If your C-suite turns its attention to SOW spend, how can your contingent workforce program support their queries around cost controls? For the last 20 years, contingent workforce program managers have done a good job of putting controls in place to manage risk and cost for staff augmentation. Meanwhile, their management of statement-of-work arrangements has lagged staff aug. Businesses worldwide spent an estimated $523 billion on statement-of-work projects last year, according to SIA research. The US accounted for nearly half of that.
Now, as the economic fallout of the pandemic puts enormous fiscal constraints on enterprises, the C-suite will be looking for areas within their organization to capture more cost savings. The CW program can deliver via a focus on SOW arrangements. (On rare occasion, we have seen SOW managed outside of the CW program in very sophisticated ways, but this is not common.)
Statement of Work. A document that captures the work products and services, including, but not limited to the work activities and deliverables to be supplied under a contract or as part of a project timeline. In contrast to a typical temp or contingent work arrangement which is billed based on time worked, SOW agreements are usually billed based on a fixed price deliverable or for hitting specific milestones. Like typical contingent arrangements, they may also be billed based on time, including arrangements where there is a time-based billing that is capped at some “not to exceed” level for time and materials.
Here are a few key areas around SOW contingent program leaders should prepare to address, most of which may be done very quickly.
Nuts and bolts. Gain a full understanding of the inter-workings of current SOW management. A review of defined policies and procedures will help identify if there is an opportunity for CW program leaders to support the C-suite. Create a problem statement to identify areas of opportunities. Items to look for to see if there is an opportunity to add value to your management of SOW spend:
- Contracts. Are all SOWs written and supported with buyer contractual requirements? In other words, it is advisable for SOWs not to be written in or on provider paper; rather, they should be executed on buyer paper with consistent terms and conditions via a template that has been approved by the buyer’s legal team.
- Bidding process. What percentage of SOWs are competitively bid? While not all SOWs need to go out for bids, all too often we see 90% or more of SOWs that are not competitively bid. This can be an area to help gain cost controls if competitive bid is part of the process in some way, shape or form.

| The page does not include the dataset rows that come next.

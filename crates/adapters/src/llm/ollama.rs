//! Ollama local LLM adapter

use async_trait::async_trait;
use post_batcher_domain::{Prompt, ProviderError, TextProvider};
use reqwest::Client;
use serde::{Deserialize, Serialize};

use super::{LlmConfig, SYSTEM_PROMPT, build_client, check_status, send_error};

pub const OLLAMA_BASE_URL: &str = "http://localhost:11434";

/// Ollama provider for local models; needs no credential
pub struct OllamaProvider {
    name: String,
    client: Client,
    base_url: String,
    config: LlmConfig,
}

impl OllamaProvider {
    pub fn new(name: impl Into<String>, config: LlmConfig) -> Result<Self, ProviderError> {
        Self::with_base_url(name, OLLAMA_BASE_URL, config)
    }

    pub fn with_base_url(
        name: impl Into<String>,
        base_url: impl Into<String>,
        config: LlmConfig,
    ) -> Result<Self, ProviderError> {
        let base_url: String = base_url.into();
        Ok(Self {
            name: name.into(),
            client: build_client(config.timeout_secs)?,
            base_url: base_url.trim_end_matches('/').to_string(),
            config,
        })
    }
}

#[derive(Serialize)]
struct OllamaRequest {
    model: String,
    prompt: String,
    #[serde(skip_serializing_if = "Option::is_none")]
    system: Option<String>,
    stream: bool,
    #[serde(skip_serializing_if = "Option::is_none")]
    options: Option<OllamaOptions>,
}

#[derive(Serialize)]
struct OllamaOptions {
    #[serde(skip_serializing_if = "Option::is_none")]
    temperature: Option<f64>,
    #[serde(skip_serializing_if = "Option::is_none")]
    num_predict: Option<i32>,
}

#[derive(Deserialize)]
struct OllamaResponse {
    response: String,
}

#[async_trait]
impl TextProvider for OllamaProvider {
    fn name(&self) -> &str {
        &self.name
    }

    fn is_available(&self) -> bool {
        true
    }

    async fn generate(&self, prompt: &Prompt) -> Result<String, ProviderError> {
        let request = OllamaRequest {
            model: self.config.model.clone(),
            prompt: prompt.as_str().to_string(),
            system: Some(SYSTEM_PROMPT.to_string()),
            stream: false,
            options: Some(OllamaOptions {
                temperature: Some(self.config.temperature),
                num_predict: i32::try_from(self.config.max_output_tokens).ok(),
            }),
        };

        let url = format!("{}/api/generate", self.base_url);

        let response = self
            .client
            .post(&url)
            .json(&request)
            .send()
            .await
            .map_err(send_error)?;
        let response = check_status(response).await?;

        let api_response: OllamaResponse = response
            .json()
            .await
            .map_err(|e| ProviderError::InvalidFormat(e.to_string()))?;

        if api_response.response.trim().is_empty() {
            return Err(ProviderError::Empty);
        }

        Ok(api_response.response)
    }
}
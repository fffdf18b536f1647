//! Subcommand implementations and the shared dependency builders they use

pub mod batch;
pub mod config;
pub mod doctor;
pub mod generate;
pub mod publish;

use anyhow::{Context, Result};
use post_batcher_adapters::{
    batch::FsBatchStore,
    history::{InMemoryHistoryLog, JsonlHistoryLog, SqliteHistoryLog},
    llm::{
        AnthropicProvider, GeminiProvider, LlmConfig, OllamaProvider, OpenAiCompatProvider,
        StubProvider, UnavailableProvider, gemini::GEMINI_BASE_URL, ollama::OLLAMA_BASE_URL,
        openai_compat::OPENAI_BASE_URL,
    },
    reserve_fs,
};
use post_batcher_domain::{
    HistoryLog, SystemClock, TextProvider,
    policy::AcceptanceConfig,
    usecases::ChainConfig,
};
use secrecy::SecretString;
use std::sync::Arc;
use std::time::Duration;
use time::UtcOffset;

use crate::config::{AppConfig, HistoryBackend, ProviderEntry, ProviderKind};

/// Build the ordered provider chain links, one per (entry, model)
pub(crate) fn build_providers(config: &AppConfig) -> Result<Vec<Arc<dyn TextProvider>>> {
    let mut providers: Vec<Arc<dyn TextProvider>> = Vec::new();

    for entry in &config.providers {
        if entry.kind == ProviderKind::Stub {
            providers.push(Arc::new(StubProvider::new(
                entry.name.clone(),
                entry.responses.clone(),
            )));
            continue;
        }

        let api_key = match entry.kind {
            ProviderKind::Ollama => None,
            _ => match read_api_key(entry) {
                Ok(key) => Some(key),
                Err(reason) => {
                    for model in &entry.models {
                        let name = link_name(entry, model);
                        tracing::debug!(provider = %name, reason = %reason, "Provider unavailable");
                        providers.push(Arc::new(UnavailableProvider::new(name, reason.clone())));
                    }
                    continue;
                }
            },
        };

        for model in &entry.models {
            let name = link_name(entry, model);
            let llm = llm_config(config, model);
            let provider: Arc<dyn TextProvider> = match (entry.kind, api_key.clone()) {
                (ProviderKind::Openai, Some(key)) => Arc::new(
                    OpenAiCompatProvider::new(
                        name.clone(),
                        key,
                        entry.base_url.as_deref().unwrap_or(OPENAI_BASE_URL),
                        llm,
                    )?
                    .with_headers(
                        entry
                            .headers
                            .iter()
                            .map(|(k, v)| (k.clone(), v.clone()))
                            .collect(),
                    ),
                ),
                (ProviderKind::Anthropic, Some(key)) => Arc::new(match &entry.base_url {
                    Some(url) => AnthropicProvider::with_base_url(name.clone(), key, url, llm)?,
                    None => AnthropicProvider::new(name.clone(), key, llm)?,
                }),
                (ProviderKind::Gemini, Some(key)) => Arc::new(GeminiProvider::with_base_url(
                    name.clone(),
                    key,
                    entry.base_url.as_deref().unwrap_or(GEMINI_BASE_URL),
                    llm,
                )?),
                (ProviderKind::Ollama, _) => Arc::new(OllamaProvider::with_base_url(
                    name.clone(),
                    entry.base_url.as_deref().unwrap_or(OLLAMA_BASE_URL),
                    llm,
                )?),
                _ => continue,
            };
            providers.push(provider);
        }
    }

    Ok(providers)
}

fn link_name(entry: &ProviderEntry, model: &str) -> String {
    format!("{}:{}", entry.name, model)
}

fn llm_config(config: &AppConfig, model: &str) -> LlmConfig {
    LlmConfig {
        model: model.to_string(),
        temperature: config.llm.temperature,
        max_output_tokens: config.llm.max_output_tokens,
        timeout_secs: config.llm.timeout_secs,
    }
}

/// Read the entry's API key; the error string says why it is unavailable
fn read_api_key(entry: &ProviderEntry) -> Result<SecretString, String> {
    let env_var = entry
        .api_key_env
        .as_deref()
        .map(str::trim)
        .filter(|v| !v.is_empty())
        .ok_or_else(|| format!("No API key env var configured for {}", entry.name))?;

    match std::env::var(env_var) {
        Ok(key) if !key.trim().is_empty() => Ok(SecretString::new(key.into())),
        Ok(_) => Err(format!("{} is empty", env_var)),
        Err(_) => Err(format!("{} is not set", env_var)),
    }
}

pub(crate) fn chain_config(config: &AppConfig) -> ChainConfig {
    ChainConfig {
        // The HTTP client timeout fires first; this bound also covers non-HTTP links
        timeout: Duration::from_secs(config.llm.timeout_secs.saturating_add(5)),
        retries: config.llm.retries,
        backoff: Duration::from_millis(config.llm.backoff_ms),
    }
}

pub(crate) fn acceptance_config(config: &AppConfig) -> AcceptanceConfig {
    let generation = &config.generation;
    AcceptanceConfig {
        min_chars: generation.min_chars,
        max_chars: generation.max_chars,
        min_positivity: generation
            .positivity_check
            .then_some(generation.min_positivity),
    }
}

pub(crate) fn build_batch_store(config: &AppConfig) -> FsBatchStore {
    FsBatchStore::new(config.general.batch_path.clone())
}

pub(crate) async fn build_history(config: &AppConfig) -> Result<Arc<dyn HistoryLog>> {
    let path = &config.general.history_path;
    Ok(match config.general.history_backend {
        HistoryBackend::Jsonl => Arc::new(JsonlHistoryLog::new(path.clone())),
        HistoryBackend::Sqlite => Arc::new(
            SqliteHistoryLog::new(path)
                .await
                .context("Failed to initialize SQLite history log")?,
        ),
        HistoryBackend::Memory => Arc::new(InMemoryHistoryLog::new()),
    })
}

pub(crate) fn build_clock(config: &AppConfig) -> Result<SystemClock> {
    let offset = UtcOffset::from_hms(config.general.utc_offset_hours, 0, 0)
        .context("general.utc_offset_hours is out of range")?;
    Ok(SystemClock::new(offset))
}

/// Reserve entries from config, followed by those in the reserve file
pub(crate) async fn load_reserve(config: &AppConfig) -> Result<Vec<String>> {
    let mut reserve = config.reserve.items.clone();
    if let Some(ref path) = config.reserve.file {
        let from_file = reserve_fs::load_reserve(path)
            .await
            .with_context(|| format!("Failed to read reserve file: {}", path.display()))?;
        reserve.extend(from_file);
    }
    Ok(reserve)
}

- Technology. What technology is currently being used to manage SOWs? While there is no perfect solution to how and where SOWs are managed, the key is to strategically manage and capture SOWs via a technology. Your investigation will quickly show/prove SOWs are formally managed in a technology when someone is able to provide a detailed report for items like milestone management, payment management and change request tracking to name a few.
- Procedures. Do you have formal, documented standard operating procedures that are up to date and current?
- Ownership. Who owns the governance of the SOW program — is it a single entity or a group?
Identify value opportunities. Formalize your mission and strategy to begin to support SOW management. As you begin to define your plan of action, you will quickly be able to look at the process steps and determine where you can make an impact and add value. Too often, organizations make value decisions based on unknown outcomes. Before getting involved with the sourcing, bidding/RFx process, be sure you can provide real value.
Trust yourself. Have confidence in your ability to drive change; your proactiveness to understand SOW will place you in a better position to answer the call from the C-suite specific to opportunities to help control cost during these difficult times.
Taking on SOW is complicated, political and daunting. Getting a clear picture of your current state so you can identify pain points and then create a problem statement for executives is an essential first step. This helps the program align its efforts with the corporate landscape to find support, which will go a long way in helping CW programs implement SOW.